* Action item: Every entry below should be printed exactly.

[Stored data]
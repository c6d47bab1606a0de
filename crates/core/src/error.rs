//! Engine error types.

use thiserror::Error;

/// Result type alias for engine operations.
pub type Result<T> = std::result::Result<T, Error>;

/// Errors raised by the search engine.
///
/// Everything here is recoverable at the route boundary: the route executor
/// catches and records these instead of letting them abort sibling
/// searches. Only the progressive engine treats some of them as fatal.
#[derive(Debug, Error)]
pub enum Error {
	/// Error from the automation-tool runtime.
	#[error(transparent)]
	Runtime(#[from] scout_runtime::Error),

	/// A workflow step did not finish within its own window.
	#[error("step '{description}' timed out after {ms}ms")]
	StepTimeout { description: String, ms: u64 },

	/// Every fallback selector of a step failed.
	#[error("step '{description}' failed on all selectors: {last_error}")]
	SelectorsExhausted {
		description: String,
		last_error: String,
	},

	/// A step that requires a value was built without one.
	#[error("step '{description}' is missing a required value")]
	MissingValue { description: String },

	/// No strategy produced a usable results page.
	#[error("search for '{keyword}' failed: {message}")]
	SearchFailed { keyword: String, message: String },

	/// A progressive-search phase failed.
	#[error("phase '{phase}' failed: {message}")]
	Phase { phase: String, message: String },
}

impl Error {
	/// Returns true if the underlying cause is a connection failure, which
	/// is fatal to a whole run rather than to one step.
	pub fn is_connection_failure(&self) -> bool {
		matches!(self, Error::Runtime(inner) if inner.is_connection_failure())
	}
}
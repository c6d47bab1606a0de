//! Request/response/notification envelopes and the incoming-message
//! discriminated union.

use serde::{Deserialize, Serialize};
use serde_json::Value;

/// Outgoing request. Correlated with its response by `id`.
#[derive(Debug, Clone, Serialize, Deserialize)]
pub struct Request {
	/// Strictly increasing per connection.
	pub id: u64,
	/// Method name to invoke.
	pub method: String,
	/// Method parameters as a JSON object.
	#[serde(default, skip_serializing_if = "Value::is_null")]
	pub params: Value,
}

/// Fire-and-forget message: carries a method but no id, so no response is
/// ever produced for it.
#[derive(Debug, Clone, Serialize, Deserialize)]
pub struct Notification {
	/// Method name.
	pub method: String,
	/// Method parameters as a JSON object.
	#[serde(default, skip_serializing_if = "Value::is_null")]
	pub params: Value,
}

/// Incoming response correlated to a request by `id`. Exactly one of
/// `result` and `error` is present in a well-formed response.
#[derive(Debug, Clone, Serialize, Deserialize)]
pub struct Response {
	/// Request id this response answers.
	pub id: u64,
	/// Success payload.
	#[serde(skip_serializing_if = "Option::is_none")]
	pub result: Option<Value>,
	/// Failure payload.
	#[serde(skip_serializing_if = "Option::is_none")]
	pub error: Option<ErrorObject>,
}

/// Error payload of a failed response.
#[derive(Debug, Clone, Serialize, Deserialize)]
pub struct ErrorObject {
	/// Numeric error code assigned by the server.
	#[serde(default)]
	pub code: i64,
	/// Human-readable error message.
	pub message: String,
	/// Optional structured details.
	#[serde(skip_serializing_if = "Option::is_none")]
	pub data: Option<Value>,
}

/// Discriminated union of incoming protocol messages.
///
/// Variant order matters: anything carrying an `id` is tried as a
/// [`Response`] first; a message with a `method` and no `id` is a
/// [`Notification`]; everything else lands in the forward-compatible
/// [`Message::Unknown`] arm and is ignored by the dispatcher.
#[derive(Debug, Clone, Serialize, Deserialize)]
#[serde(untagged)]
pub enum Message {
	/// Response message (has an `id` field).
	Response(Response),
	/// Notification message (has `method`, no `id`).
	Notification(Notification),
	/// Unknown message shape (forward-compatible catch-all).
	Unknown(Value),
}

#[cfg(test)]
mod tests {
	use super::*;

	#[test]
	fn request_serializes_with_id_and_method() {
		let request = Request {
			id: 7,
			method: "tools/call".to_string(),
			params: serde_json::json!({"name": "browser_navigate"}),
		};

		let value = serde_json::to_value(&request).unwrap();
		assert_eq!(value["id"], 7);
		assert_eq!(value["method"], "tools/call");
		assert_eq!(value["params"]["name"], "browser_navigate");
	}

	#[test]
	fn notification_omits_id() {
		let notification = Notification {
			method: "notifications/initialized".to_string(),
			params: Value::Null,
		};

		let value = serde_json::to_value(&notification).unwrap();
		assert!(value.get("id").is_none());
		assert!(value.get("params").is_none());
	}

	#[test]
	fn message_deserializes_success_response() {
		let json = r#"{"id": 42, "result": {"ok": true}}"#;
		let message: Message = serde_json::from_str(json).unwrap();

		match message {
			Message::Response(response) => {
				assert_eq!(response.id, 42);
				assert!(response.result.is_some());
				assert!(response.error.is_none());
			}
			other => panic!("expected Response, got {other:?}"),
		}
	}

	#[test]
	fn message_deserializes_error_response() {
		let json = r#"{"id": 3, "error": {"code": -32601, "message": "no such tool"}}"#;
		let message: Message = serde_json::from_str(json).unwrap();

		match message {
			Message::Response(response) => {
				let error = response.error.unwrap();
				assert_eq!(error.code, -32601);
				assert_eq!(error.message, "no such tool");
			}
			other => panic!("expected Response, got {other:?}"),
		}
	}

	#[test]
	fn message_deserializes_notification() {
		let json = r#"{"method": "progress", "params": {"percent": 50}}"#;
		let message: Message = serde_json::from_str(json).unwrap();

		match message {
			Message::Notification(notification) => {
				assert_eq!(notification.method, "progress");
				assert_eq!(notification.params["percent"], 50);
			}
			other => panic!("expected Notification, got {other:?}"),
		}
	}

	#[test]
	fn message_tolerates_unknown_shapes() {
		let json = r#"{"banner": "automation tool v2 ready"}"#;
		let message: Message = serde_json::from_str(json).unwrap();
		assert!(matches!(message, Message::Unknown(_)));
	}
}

* Result:
repository c6d47bab1606a0de
filename crates/core/src/error.rs
//! Engine error types.

use thiserror::Error;

/// Result type alias for engine operations.
pub type Result<T> = std::result::Result<T, Error>;

/// Errors raised by the search engine.
///
/// Everything here is recoverable at the route boundary: the route executor
/// catches and records these instead of letting them abort sibling
/// searches. Only the progressive engine treats some of them as fatal.
#[derive(Debug, Error)]
pub enum Error {
	/// Error from the automation-tool runtime.
	#[error(transparent)]
	Runtime(#[from] scout_runtime::Error),

	/// A workflow step did not finish within its own window.
	#[error("step '{description}' timed out after {ms}ms")]
	StepTimeout { description: String, ms: u64 },

	/// Every fallback selector of a step failed.
	#[error("step '{description}' failed on all selectors: {last_error}")]
	SelectorsExhausted {
		description: String,
		last_error: String,
	},

	/// A step that requires a value was built without one.
	#[error("step '{description}' is missing a required value")]
	MissingValue { description: String },

	/// No strategy produced a usable results page.
	#[error("search for '{keyword}' failed: {message}")]
	SearchFailed { keyword: String, message: String },

	/// A progressive-search phase failed.
	#[error("phase '{phase}' failed: {message}")]
	Phase { phase: String, message: String },
}

impl Error {
	/// Returns true if the underlying cause is a connection failure, which
	/// is fatal to a whole run rather than to one step.
	pub fn is_connection_failure(&self) -> bool {
		matches!(self, Error::Runtime(inner) if inner.is_connection_failure())
	}
}
repository c6d47bab1606a0de
//! Request/response/notification envelopes and the incoming-message
//! discriminated union.

use serde::{Deserialize, Serialize};
use serde_json::Value;

/// Outgoing request. Correlated with its response by `id`.
#[derive(Debug, Clone, Serialize, Deserialize)]
pub struct Request {
	/// Strictly increasing per connection.
	pub id: u64,
	/// Method name to invoke.
	pub method: String,
	/// Method parameters as a JSON object.
	#[serde(default, skip_serializing_if = "Value::is_null")]
	pub params: Value,
}

/// Fire-and-forget message: carries a method but no id, so no response is
/// ever produced for it.
#[derive(Debug, Clone, Serialize, Deserialize)]
pub struct Notification {
	/// Method name.
	pub method: String,
	/// Method parameters as a JSON object.
	#[serde(default, skip_serializing_if = "Value::is_null")]
	pub params: Value,
}

/// Incoming response correlated to a request by `id`. Exactly one of
/// `result` and `error` is present in a well-formed response.
#[derive(Debug, Clone, Serialize, Deserialize)]
pub struct Response {
	/// Request id this response answers.
	pub id: u64,
	/// Success payload.
	#[serde(skip_serializing_if = "Option::is_none")]
	pub result: Option<Value>,
	/// Failure payload.
	#[serde(skip_serializing_if = "Option::is_none")]
	pub error: Option<ErrorObject>,
}

/// Error payload of a failed response.
#[derive(Debug, Clone, Serialize, Deserialize)]
pub struct ErrorObject {
	/// Numeric error code assigned by the server.
	#[serde(default)]
	pub code: i64,
	/// Human-readable error message.
	pub message: String,
	/// Optional structured details.
	#[serde(skip_serializing_if = "Option::is_none")]
	pub data: Option<Value>,
}

/// Discriminated union of incoming protocol messages.
///
/// Variant order matters: anything carrying an `id` is tried as a
/// [`Response`] first; a message with a `method` and no `id` is a
/// [`Notification`]; everything else lands in the forward-compatible
/// [`Message::Unknown`] arm and is ignored by the dispatcher.
#[derive(Debug, Clone, Serialize, Deserialize)]
#[serde(untagged)]
pub enum Message {
	/// Response message (has an `id` field).
	Response(Response),
	/// Notification message (has `method`, no `id`).
	Notification(Notification),
	/// Unknown message shape (forward-compatible catch-all).
	Unknown(Value),
}

#[cfg(test)]
mod tests {
	use super::*;

	#[test]
	fn request_serializes_with_id_and_method() {
		let request = Request {
			id: 7,
			method: "tools/call".to_string(),
			params: serde_json::json!({"name": "browser_navigate"}),
		};

		let value = serde_json::to_value(&request).unwrap();
		assert_eq!(value["id"], 7);
		assert_eq!(value["method"], "tools/call");
		assert_eq!(value["params"]["name"], "browser_navigate");
	}

	#[test]
	fn notification_omits_id() {
		let notification = Notification {
			method: "notifications/initialized".to_string(),
			params: Value::Null,
		};

		let value = serde_json::to_value(&notification).unwrap();
		assert!(value.get("id").is_none());
		assert!(value.get("params").is_none());
	}

	#[test]
	fn message_deserializes_success_response() {
		let json = r#"{"id": 42, "result": {"ok": true}}"#;
		let message: Message = serde_json::from_str(json).unwrap();

		match message {
			Message::Response(response) => {
				assert_eq!(response.id, 42);
				assert!(response.result.is_some());
				assert!(response.error.is_none());
			}
			other => panic!("expected Response, got {other:?}"),
		}
	}

	#[test]
	fn message_deserializes_error_response() {
		let json = r#"{"id": 3, "error": {"code": -32601, "message": "no such tool"}}"#;
		let message: Message = serde_json::from_str(json).unwrap();

		match message {
			Message::Response(response) => {
				let error = response.error.unwrap();
				assert_eq!(error.code, -32601);
				assert_eq!(error.message, "no such tool");
			}
			other => panic!("expected Response, got {other:?}"),
		}
	}

	#[test]
	fn message_deserializes_notification() {
		let json = r#"{"method": "progress", "params": {"percent": 50}}"#;
		let message: Message = serde_json::from_str(json).unwrap();

		match message {
			Message::Notification(notification) => {
				assert_eq!(notification.method, "progress");
				assert_eq!(notification.params["percent"], 50);
			}
			other => panic!("expected Notification, got {other:?}"),
		}
	}

	#[test]
	fn message_tolerates_unknown_shapes() {
		let json = r#"{"banner": "automation tool v2 ready"}"#;
		let message: Message = serde_json::from_str(json).unwrap();
		assert!(matches!(message, Message::Unknown(_)));
	}
}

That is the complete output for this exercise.